** Work order **
With the first line below as the start and the line containing "use crate::error::AppError;" as the end, copy every line between them exactly, ends included.

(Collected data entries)
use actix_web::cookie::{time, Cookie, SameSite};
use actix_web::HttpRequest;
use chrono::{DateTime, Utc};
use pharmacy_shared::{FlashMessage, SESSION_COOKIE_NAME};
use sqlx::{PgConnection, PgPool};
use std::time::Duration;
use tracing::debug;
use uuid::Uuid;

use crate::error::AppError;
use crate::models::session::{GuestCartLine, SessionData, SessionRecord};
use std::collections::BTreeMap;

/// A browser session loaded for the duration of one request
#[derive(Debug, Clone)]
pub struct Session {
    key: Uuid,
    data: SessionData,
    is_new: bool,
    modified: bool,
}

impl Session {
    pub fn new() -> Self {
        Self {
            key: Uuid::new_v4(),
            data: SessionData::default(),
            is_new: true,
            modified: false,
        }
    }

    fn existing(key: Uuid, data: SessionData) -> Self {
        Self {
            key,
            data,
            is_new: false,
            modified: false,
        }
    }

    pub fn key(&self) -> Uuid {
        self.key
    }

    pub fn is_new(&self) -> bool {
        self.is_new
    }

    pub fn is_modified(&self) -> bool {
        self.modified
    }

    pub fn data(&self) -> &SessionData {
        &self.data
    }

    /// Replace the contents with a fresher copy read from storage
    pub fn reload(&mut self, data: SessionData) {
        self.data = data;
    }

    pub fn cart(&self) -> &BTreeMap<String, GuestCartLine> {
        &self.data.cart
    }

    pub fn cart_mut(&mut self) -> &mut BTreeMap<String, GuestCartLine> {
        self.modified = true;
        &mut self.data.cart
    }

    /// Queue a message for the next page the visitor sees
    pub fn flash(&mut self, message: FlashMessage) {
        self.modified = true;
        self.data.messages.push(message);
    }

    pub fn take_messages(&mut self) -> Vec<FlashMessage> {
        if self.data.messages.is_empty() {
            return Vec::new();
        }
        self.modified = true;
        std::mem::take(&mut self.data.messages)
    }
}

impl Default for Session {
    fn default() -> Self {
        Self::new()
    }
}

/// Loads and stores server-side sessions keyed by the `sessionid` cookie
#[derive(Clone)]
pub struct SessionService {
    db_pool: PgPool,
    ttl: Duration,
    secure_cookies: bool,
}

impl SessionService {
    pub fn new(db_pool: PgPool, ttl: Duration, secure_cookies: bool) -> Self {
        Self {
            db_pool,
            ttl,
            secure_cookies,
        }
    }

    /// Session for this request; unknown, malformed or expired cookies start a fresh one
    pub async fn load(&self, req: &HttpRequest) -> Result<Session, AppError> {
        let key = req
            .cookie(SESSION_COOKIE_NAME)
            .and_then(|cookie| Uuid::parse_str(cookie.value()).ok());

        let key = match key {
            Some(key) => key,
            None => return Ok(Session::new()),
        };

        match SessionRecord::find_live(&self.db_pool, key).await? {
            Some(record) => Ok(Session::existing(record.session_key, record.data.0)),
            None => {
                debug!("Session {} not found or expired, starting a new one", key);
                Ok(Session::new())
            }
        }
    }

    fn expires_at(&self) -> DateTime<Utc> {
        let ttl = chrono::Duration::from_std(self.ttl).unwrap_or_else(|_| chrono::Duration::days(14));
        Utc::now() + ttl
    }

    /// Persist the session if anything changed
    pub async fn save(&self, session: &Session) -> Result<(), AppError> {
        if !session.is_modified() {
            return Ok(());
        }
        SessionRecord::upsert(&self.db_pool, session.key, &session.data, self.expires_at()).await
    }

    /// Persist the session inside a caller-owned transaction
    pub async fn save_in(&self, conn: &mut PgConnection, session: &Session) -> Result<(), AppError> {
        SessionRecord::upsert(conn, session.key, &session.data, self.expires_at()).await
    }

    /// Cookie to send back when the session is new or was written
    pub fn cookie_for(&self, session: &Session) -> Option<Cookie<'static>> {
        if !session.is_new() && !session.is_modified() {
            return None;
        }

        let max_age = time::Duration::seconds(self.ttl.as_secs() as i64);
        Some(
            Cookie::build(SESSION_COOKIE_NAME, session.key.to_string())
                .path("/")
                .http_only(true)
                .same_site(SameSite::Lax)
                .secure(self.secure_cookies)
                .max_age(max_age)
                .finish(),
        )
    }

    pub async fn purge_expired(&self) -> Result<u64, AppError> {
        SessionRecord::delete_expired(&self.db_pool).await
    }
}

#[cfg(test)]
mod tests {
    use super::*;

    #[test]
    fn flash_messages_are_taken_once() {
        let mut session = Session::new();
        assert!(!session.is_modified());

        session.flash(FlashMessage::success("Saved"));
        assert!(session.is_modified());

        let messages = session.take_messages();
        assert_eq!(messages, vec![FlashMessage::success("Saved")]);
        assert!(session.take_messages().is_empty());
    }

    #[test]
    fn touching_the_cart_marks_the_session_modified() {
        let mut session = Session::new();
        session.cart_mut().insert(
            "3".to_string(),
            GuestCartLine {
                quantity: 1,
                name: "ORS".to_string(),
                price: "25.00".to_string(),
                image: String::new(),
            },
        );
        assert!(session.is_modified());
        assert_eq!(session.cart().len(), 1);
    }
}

** Solution to the problem **
use actix_web::cookie::{time, Cookie, SameSite};
use actix_web::HttpRequest;
use chrono::{DateTime, Utc};
use pharmacy_shared::{FlashMessage, SESSION_COOKIE_NAME};
use sqlx::{PgConnection, PgPool};
use std::time::Duration;
use tracing::debug;
use uuid::Uuid;

use crate::error::AppError;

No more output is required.